Designing for Autonomous Machines

Alex Liebergesell
Associate Professor 
Graduate Communications Design
Pratt Institute


“The Future of Employment”, published by the Oxford Martin School in 2013, predicts significant displacement of human labor forces over the coming two decades, as computerization and robotics continue to migrate from routine manual to non-routine cognitive tasks. While designers fare well in the study’s susceptibility-to-displacement rankings, we will need to establish new “complementarities” with the creative and social intelligence capabilities of cutting edge robotics if we are to thrive.  The recent acquisition of Google xLab/Boston Dynamics and their proprioceptively advanced robots by Softbank, the Japanese inventor and domestic distributor of the emotionally responsive home companion “Pepper,” is just one indication of how quickly technological, market and social developments are converging to propel smart, autonomous machines into our everyday lives.
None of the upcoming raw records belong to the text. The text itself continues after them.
use serde::{Deserialize, Serialize};
use std::time::Duration;

/// Command list uploaded to the simulated sensor when none is supplied.
pub const DEMO_CONFIG: &str = include_str!("../../demos/simulated_sensor.cfg");

/// Behaviour of the simulated sensor.
#[derive(Debug, Clone, PartialEq, Serialize, Deserialize)]
#[serde(default)]
pub struct SensorProfile {
    pub seed: u64,
    /// Used until a `frameCfg` command sets the periodicity.
    pub frame_period_ms: f64,
    /// Upper bound on junk bytes emitted ahead of each frame.
    pub max_garbage: usize,
    /// Chance that the hardware frame counter jumps ahead.
    pub skip_probability: f64,
    pub max_detected_obj: u32,
    pub platform: u32,
    pub version: u32,
    /// How long a read waits before reporting a timeout.
    pub read_timeout_ms: u64,
}

impl Default for SensorProfile {
    fn default() -> Self {
        Self {
            seed: 0,
            frame_period_ms: 100.0,
            max_garbage: 24,
            skip_probability: 0.02,
            max_detected_obj: 12,
            platform: 0x6843,
            version: 0x0306_0000,
            read_timeout_ms: 1000,
        }
    }
}

impl SensorProfile {
    pub fn seeded(seed: u64) -> Self {
        Self {
            seed,
            ..Default::default()
        }
    }

    pub fn frame_period(&self) -> Duration {
        period_from_ms(self.frame_period_ms).unwrap_or(Duration::from_millis(100))
    }

    pub fn read_timeout(&self) -> Duration {
        Duration::from_millis(self.read_timeout_ms)
    }
}

pub(crate) fn period_from_ms(ms: f64) -> Option<Duration> {
    (ms.is_finite() && ms > 0.0).then(|| Duration::from_secs_f64(ms / 1000.0))
}
pub mod geometry;
pub mod pow2;
pub mod stats;

pub use geometry::rotate_point;
pub use pow2::next_pow2;
pub use stats::StatsHelper;
//! Serial port lifecycle: discovery, opening, command upload with the
//! two-phase baud-rate handshake, and teardown.

use crate::config::RawConfigCommand;
use crate::prelude::{PortError, PortResult};
use log::{debug, info, warn};
use serialport::{ClearBuffer, DataBits, Parity, SerialPort, StopBits};
use std::io::{self, Read, Write};
use std::thread;
use std::time::Duration;

pub const DEFAULT_INITIAL_BAUD: u32 = 115_200;

#[derive(Debug, Clone, PartialEq)]
pub struct PortSettings {
    pub initial_baud: u32,
    pub read_timeout: Duration,
    pub inter_command_delay: Duration,
    pub baud_switch_delay: Duration,
}

impl Default for PortSettings {
    fn default() -> Self {
        Self {
            initial_baud: DEFAULT_INITIAL_BAUD,
            read_timeout: Duration::from_secs(1),
            inter_command_delay: Duration::from_millis(50),
            baud_switch_delay: Duration::from_millis(200),
        }
    }
}

/// Control operations the configuration upload needs beyond plain writes.
pub trait CommandPort: Write {
    fn set_baud_rate(&mut self, baud: u32) -> PortResult<()>;
    fn clear_buffers(&mut self) -> PortResult<()>;
    /// Releases the device. Calling it again is a no-op.
    fn close(&mut self);
}

pub fn available_ports() -> PortResult<Vec<String>> {
    serialport::available_ports()
        .map(|ports| ports.into_iter().map(|p| p.port_name).collect())
        .map_err(|err| PortError::Enumeration(err.to_string()))
}

/// An opened serial device. Reads and writes fail with `NotConnected` once closed.
pub struct SerialLink {
    name: String,
    port: Option<Box<dyn SerialPort>>,
}

impl SerialLink {
    pub fn name(&self) -> &str {
        &self.name
    }

    pub fn is_open(&self) -> bool {
        self.port.is_some()
    }

    fn inner(&mut self) -> io::Result<&mut Box<dyn SerialPort>> {
        self.port
            .as_mut()
            .ok_or_else(|| io::Error::new(io::ErrorKind::NotConnected, "serial port closed"))
    }
}

impl Read for SerialLink {
    fn read(&mut self, buf: &mut [u8]) -> io::Result<usize> {
        self.inner()?.read(buf)
    }
}

impl Write for SerialLink {
    fn write(&mut self, buf: &[u8]) -> io::Result<usize> {
        self.inner()?.write(buf)
    }

    fn flush(&mut self) -> io::Result<()> {
        self.inner()?.flush()
    }
}

impl CommandPort for SerialLink {
    fn set_baud_rate(&mut self, baud: u32) -> PortResult<()> {
        let port = self.port.as_mut().ok_or(PortError::Closed)?;
        port.set_baud_rate(baud)
            .map_err(|err| PortError::BaudRateChangeFailure {
                baud,
                reason: err.to_string(),
            })
    }

    fn clear_buffers(&mut self) -> PortResult<()> {
        let port = self.port.as_mut().ok_or(PortError::Closed)?;
        port.clear(ClearBuffer::All)
            .map_err(|err| PortError::Io(io::Error::new(io::ErrorKind::Other, err.to_string())))
    }

    fn close(&mut self) {
        if self.port.take().is_some() {
            info!("Serial port {} closed", self.name);
        }
    }
}

impl Drop for SerialLink {
    fn drop(&mut self) {
        self.close();
    }
}

pub struct PortController;

impl PortController {
    /// Opens `port_id` at the initial baud rate (8N1) after checking that the
    /// device is enumerated.
    pub fn open(port_id: &str, settings: &PortSettings) -> PortResult<SerialLink> {
        let available = available_ports()?;
        if !available.iter().any(|name| name == port_id) {
            return Err(PortError::PortUnavailable {
                port: port_id.to_string(),
                available,
            });
        }

        let port = serialport::new(port_id, settings.initial_baud)
            .data_bits(DataBits::Eight)
            .parity(Parity::None)
            .stop_bits(StopBits::One)
            .timeout(settings.read_timeout)
            .open()
            .map_err(|err| PortError::Open {
                port: port_id.to_string(),
                reason: err.to_string(),
            })?;
        info!("Opened serial port {} at {} baud", port_id, settings.initial_baud);

        Ok(SerialLink {
            name: port_id.to_string(),
            port: Some(port),
        })
    }

    /// Uploads the command list line by line. After each `baudRate` command
    /// both ends switch to the speed it names; a failed switch closes the port.
    pub fn send_commands<P: CommandPort + ?Sized>(
        port: &mut P,
        commands: &[RawConfigCommand],
        settings: &PortSettings,
    ) -> PortResult<()> {
        for command in commands {
            let line = command.to_line();
            debug!("-> {}", line);
            port.write_all(format!("{line}\n").as_bytes())?;
            port.flush()?;
            thread::sleep(settings.inter_command_delay);

            if command.name == "baudRate" {
                thread::sleep(settings.baud_switch_delay);
                let switched = match command.parse_arg::<u32>(1) {
                    Ok(baud) => port.set_baud_rate(baud).map(|_| baud),
                    Err(_) => Err(PortError::BaudRateChangeFailure {
                        baud: 0,
                        reason: format!("no usable baud value in `{line}`"),
                    }),
                };
                match switched {
                    Ok(baud) => info!("Switched to {} baud", baud),
                    Err(err) => {
                        warn!("Baud rate switch failed: {}", err);
                        port.close();
                        return Err(err);
                    }
                }
            }
        }
        Ok(())
    }

    /// Discards anything buffered from the command phase before binary reads start.
    pub fn prepare_for_streaming<P: CommandPort + ?Sized>(port: &mut P) -> PortResult<()> {
        port.clear_buffers()?;
        info!("Port configured for binary streaming");
        Ok(())
    }

    pub fn close<P: CommandPort + ?Sized>(port: &mut P) {
        port.close();
    }
}
use crate::prelude::{ConfigError, ConfigResult};
use log::info;
use std::fs;
use std::path::Path;
use std::str::FromStr;

/// One line of the sensor command list: a command name and its positional arguments.
#[derive(Debug, Clone, PartialEq, Eq)]
pub struct RawConfigCommand {
    pub name: String,
    pub args: Vec<String>,
}

impl RawConfigCommand {
    /// Splits a trimmed command line on whitespace. Returns `None` for blank
    /// lines and `%` comments.
    pub fn parse_line(line: &str) -> Option<Self> {
        let trimmed = line.trim();
        if trimmed.is_empty() || trimmed.starts_with('%') {
            return None;
        }
        let mut tokens = trimmed.split_whitespace();
        let name = tokens.next()?.to_string();
        Some(Self {
            name,
            args: tokens.map(str::to_string).collect(),
        })
    }

    /// Text sent to the sensor, without the line terminator.
    pub fn to_line(&self) -> String {
        if self.args.is_empty() {
            self.name.clone()
        } else {
            format!("{} {}", self.name, self.args.join(" "))
        }
    }

    /// Argument at a protocol position. Position 0 is the command name, so
    /// the first argument is position 1.
    pub fn arg(&self, position: usize) -> ConfigResult<&str> {
        position
            .checked_sub(1)
            .and_then(|idx| self.args.get(idx))
            .map(String::as_str)
            .ok_or_else(|| ConfigError::MissingArgument {
                command: self.name.clone(),
                index: position,
            })
    }

    pub fn parse_arg<T: FromStr>(&self, position: usize) -> ConfigResult<T> {
        let raw = self.arg(position)?;
        raw.parse::<T>().map_err(|_| ConfigError::InvalidNumber {
            command: self.name.clone(),
            index: position,
            value: raw.to_string(),
        })
    }

    /// Parses every argument as a float.
    pub fn float_args(&self) -> ConfigResult<Vec<f64>> {
        (1..=self.args.len()).map(|pos| self.parse_arg(pos)).collect()
    }
}

pub fn parse_config_text(text: &str) -> Vec<RawConfigCommand> {
    text.lines().filter_map(RawConfigCommand::parse_line).collect()
}

pub fn read_config_file<P: AsRef<Path>>(path: P) -> ConfigResult<Vec<RawConfigCommand>> {
    let path_ref = path.as_ref();
    info!("Opening configuration file {}", path_ref.display());
    let contents = fs::read_to_string(path_ref).map_err(|err| ConfigError::Io {
        path: path_ref.display().to_string(),
        reason: err.to_string(),
    })?;
    Ok(parse_config_text(&contents))
}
These machines’ near-future capacity for causal reasoning and insight — and uncanny humanoid presence — will call upon designers’ expertise in shaping language, user experiences and interactions, all unique and generalist meta-cognitive skills that still define specific human advantages. Having shifted from a preoccupation with form to the construction of meaning, design practice — whether in communications, products or space planning — can seek to take additional steps in creating conversations, codifying behaviors, and defining new artifacts and physical ecosystems that are sensible, graspable and navigable to both humans and machines in innumerable settings. Moreover, by modeling positive speech and behavior, shared environments and common social values, designers, when creating and coexisting alongside autonomous machines, will do no less than encourage humans to recognize and cherish reciprocity, civility and labor.

This research was presented at the Design Incubation Colloquium 4.0: SUNY New Paltz on September 9, 2017.